//! AMonitor SDK demo target.
//!
//! Serves the demo action handler on the address from `amonitor.yaml`
//! (override the path with `AMONITOR_CONFIG`). Ctrl+C / SIGTERM close all
//! sessions with 1001 and stop the listener.

use std::sync::Arc;

use tracing_subscriber::{fmt, EnvFilter};

use amonitor_core::error::Result;
use amonitor_sdk::{config, services::DemoActionHandler, SdkServer};

#[tokio::main]
async fn main() -> Result<()> {
    fmt()
        .with_env_filter(EnvFilter::try_from_default_env().unwrap_or_else(|_| "info".into()))
        .init();

    let path = std::env::var("AMONITOR_CONFIG").unwrap_or_else(|_| "amonitor.yaml".into());
    let cfg = config::load_from_file(&path)?;

    let server = Arc::new(SdkServer::new(cfg, Arc::new(DemoActionHandler::new()))?);
    {
        let server = Arc::clone(&server);
        tokio::spawn(async move {
            shutdown_signal().await;
            server.shutdown();
        });
    }

    server.run().await
}

async fn shutdown_signal() {
    let ctrl_c = async {
        if let Err(e) = tokio::signal::ctrl_c().await {
            tracing::warn!(error = %e, "failed to listen for Ctrl+C");
            std::future::pending::<()>().await;
        }
    };

    #[cfg(unix)]
    let terminate = async {
        match tokio::signal::unix::signal(tokio::signal::unix::SignalKind::terminate()) {
            Ok(mut sig) => {
                sig.recv().await;
            }
            Err(e) => {
                tracing::warn!(error = %e, "failed to install SIGTERM handler");
                std::future::pending::<()>().await;
            }
        }
    };

    #[cfg(not(unix))]
    let terminate = std::future::pending::<()>();

    tokio::select! {
        _ = ctrl_c => {},
        _ = terminate => {},
    }
    tracing::info!("signal received, starting graceful shutdown");
}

## Task
Wherever the string "into" appears in the entries, copy that line.

## Response to this task
        .with_env_filter(EnvFilter::try_from_default_env().unwrap_or_else(|_| "info".into()))
    let path = std::env::var("AMONITOR_CONFIG").unwrap_or_else(|_| "amonitor.yaml".into());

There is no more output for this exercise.